Greed is a trader's greatest enemy and quickly makes you forget all the risks. In addition to possible gains, every trader must also consider possible losses and calculate these intelligently depending on the size of the portfolio. After all, there must still be enough capital available after a loss phase to recoup the losses.

To illustrate: if after a series of losses 50% of the capital has been lost, it needs 100% to at least get back to the portfolio level before the series of losses. A loss of 50% is therefore completely unacceptable for most traders - no matter how long the losing streak lasts.

Therefore, always work with stop losses and define for yourself, for example, how much you are willing to lose per trade.

 

The 1% rule of thumb

As a very rough rule of thumb, you could for example never risk more than 1% of your portfolio value per trade.

Example calculation: if the deposit value is 10,000$, then only 100$ may be risked per trade.

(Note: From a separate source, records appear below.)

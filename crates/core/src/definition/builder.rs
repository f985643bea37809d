use super::callback::ConfigSource;
use super::definition::{validate_levels, DefinitionError, DefinitionLevel, ObjectDefinition};
use crate::engine::context::{InstanceData, MappingContext};
use crate::engine::visual::{Emissive, Scale, Vec3};
use crate::envelope::{AdsrConfig, ApproachEnvelopeConfig, PhysicsEnvelopeConfig};
use crate::midi::MidiNote;
use crate::module::ModuleSettings;

/// Start describing a new kind of object.
pub fn define_object(object_type: impl Into<String>) -> ObjectDefinitionBuilder {
    ObjectDefinitionBuilder::new(object_type)
}

/// Fluent builder for [`ObjectDefinition`].
///
/// Levels live in an append-only list and `current` indexes the level that
/// attribute setters modify. Level 1 exists from the start; every
/// [`for_each_instance`](Self::for_each_instance) call appends the next level
/// and makes it current. `when` and the approach envelope apply to the whole
/// definition.
///
/// ```
/// use lumen_core::{define_object, InstanceData};
///
/// let definition = define_object("sphere")
///     .when(|note, _| note.velocity > 0)
///     .with_position(|ctx, _| Some([ctx.note.pitch as f64 - 60.0, 0.0, 0.0]))
///     .with_opacity(|ctx, _| Some(ctx.adsr_amplitude))
///     .apply_adsr(lumen_core::AdsrConfig::new(0.05, 0.1, 0.6, 0.3))
///     .for_each_instance(|_, _| (0..3).map(|i| InstanceData::new().with("ring", i)).collect())
///     .with_scale(|ctx, _| ctx.instance_data.number("ring").map(|r| (r + 1.0).into()))
///     .build()
///     .unwrap();
///
/// assert_eq!(definition.level_count(), 2);
/// ```
#[derive(Debug)]
pub struct ObjectDefinitionBuilder {
    definition: ObjectDefinition,
    current: usize,
}

impl ObjectDefinitionBuilder {
    pub fn new(object_type: impl Into<String>) -> Self {
        Self {
            definition: ObjectDefinition::from_parts(
                object_type,
                None,
                None,
                vec![DefinitionLevel::new(1)],
            ),
            current: 0,
        }
    }

    fn current_level(&mut self) -> &mut DefinitionLevel {
        &mut self.definition.levels[self.current]
    }

    /// Number of the level the next setter will modify.
    pub fn current_level_number(&self) -> usize {
        self.current + 1
    }

    /// Only notes for which `predicate` returns true produce objects.
    pub fn when<F>(mut self, predicate: F) -> Self
    where
        F: FnMut(&MidiNote, &ModuleSettings) -> bool + Clone + Send + 'static,
    {
        self.definition.gate = Some(Box::new(predicate));
        self
    }

    /// Append a level whose instances are produced by `generator`, called
    /// once per parent instance with the parent's resolved context.
    pub fn for_each_instance<F>(mut self, generator: F) -> Self
    where
        F: FnMut(&MappingContext<'_>, &ModuleSettings) -> Vec<InstanceData>
            + Clone
            + Send
            + 'static,
    {
        let mut level = DefinitionLevel::new(self.definition.levels.len() + 1);
        level.generator = Some(Box::new(generator));
        self.definition.levels.push(level);
        self.current = self.definition.levels.len() - 1;
        self
    }

    /// Override the object type emitted by the current level (and inherited
    /// by its descendants).
    pub fn set_type(mut self, object_type: impl Into<String>) -> Self {
        self.current_level().object_type = Some(object_type.into());
        self
    }

    pub fn with_position<F>(mut self, mapper: F) -> Self
    where
        F: FnMut(&MappingContext<'_>, &ModuleSettings) -> Option<Vec3> + Clone + Send + 'static,
    {
        self.current_level().position = Some(Box::new(mapper));
        self
    }

    pub fn with_scale<F>(mut self, mapper: F) -> Self
    where
        F: FnMut(&MappingContext<'_>, &ModuleSettings) -> Option<Scale> + Clone + Send + 'static,
    {
        self.current_level().scale = Some(Box::new(mapper));
        self
    }

    pub fn with_rotation<F>(mut self, mapper: F) -> Self
    where
        F: FnMut(&MappingContext<'_>, &ModuleSettings) -> Option<Vec3> + Clone + Send + 'static,
    {
        self.current_level().rotation = Some(Box::new(mapper));
        self
    }

    pub fn with_color<F>(mut self, mapper: F) -> Self
    where
        F: FnMut(&MappingContext<'_>, &ModuleSettings) -> Option<String> + Clone + Send + 'static,
    {
        self.current_level().color = Some(Box::new(mapper));
        self
    }

    pub fn with_opacity<F>(mut self, mapper: F) -> Self
    where
        F: FnMut(&MappingContext<'_>, &ModuleSettings) -> Option<f64> + Clone + Send + 'static,
    {
        self.current_level().opacity = Some(Box::new(mapper));
        self
    }

    pub fn with_emissive<F>(mut self, mapper: F) -> Self
    where
        F: FnMut(&MappingContext<'_>, &ModuleSettings) -> Option<Emissive> + Clone + Send + 'static,
    {
        self.current_level().emissive = Some(Box::new(mapper));
        self
    }

    pub fn apply_adsr(mut self, config: AdsrConfig) -> Self {
        self.current_level().adsr = Some(ConfigSource::Fixed(config));
        self
    }

    /// ADSR whose parameters depend on the note (e.g. velocity-scaled
    /// release).
    pub fn apply_adsr_with<F>(mut self, config: F) -> Self
    where
        F: FnMut(&MidiNote, &ModuleSettings) -> AdsrConfig + Clone + Send + 'static,
    {
        self.current_level().adsr = Some(ConfigSource::PerNote(Box::new(config)));
        self
    }

    pub fn apply_physics_envelope(mut self, config: PhysicsEnvelopeConfig) -> Self {
        self.current_level().physics = Some(ConfigSource::Fixed(config));
        self
    }

    pub fn apply_physics_envelope_with<F>(mut self, config: F) -> Self
    where
        F: FnMut(&MidiNote, &ModuleSettings) -> PhysicsEnvelopeConfig + Clone + Send + 'static,
    {
        self.current_level().physics = Some(ConfigSource::PerNote(Box::new(config)));
        self
    }

    pub fn apply_approach_envelope(mut self, config: ApproachEnvelopeConfig) -> Self {
        self.definition.approach = Some(ConfigSource::Fixed(config));
        self
    }

    pub fn apply_approach_envelope_with<F>(mut self, config: F) -> Self
    where
        F: FnMut(&MidiNote, &ModuleSettings) -> ApproachEnvelopeConfig + Clone + Send + 'static,
    {
        self.definition.approach = Some(ConfigSource::PerNote(Box::new(config)));
        self
    }

    /// Finalize, checking that levels are numbered 1..=n without gaps and
    /// that every level after the first has a generator.
    pub fn build(self) -> Result<ObjectDefinition, DefinitionError> {
        validate_levels(&self.definition.object_type, &self.definition.levels)?;
        log::debug!(
            "Built definition '{}' with {} level(s)",
            self.definition.object_type,
            self.definition.levels.len()
        );
        Ok(self.definition)
    }
}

If the share costs 100$ for a trade and the stop loss is 95$, you risk 5$ per share. Thus, you can buy 20 shares in this trade and risk a maximum of 1% of the deposit value: 20 shares * 5$ = 100$ maximum loss.

Stock selection

The dow theory is particularly successful with strong-trend stocks. However, the pure technical analysis by means of the dow theory does not include a fundamental analysis of individual stocks. Likewise, price-relevant announcements, such as quarterly reports, are left out.

In order to reduce such fundamental influences, we would like to focus the gace on indices. In contrast to individual stocks, indices have the advantage that they bundle the overall performance of the companies they contain. For this reason, the fluctuation in the value of individual companies (for example, after the publication of quarterly figures) is of minimal importance in trading. Accordingly, a detailed fundamental analysis of the individual shares is less relevant. This is very convenient for the technical trader.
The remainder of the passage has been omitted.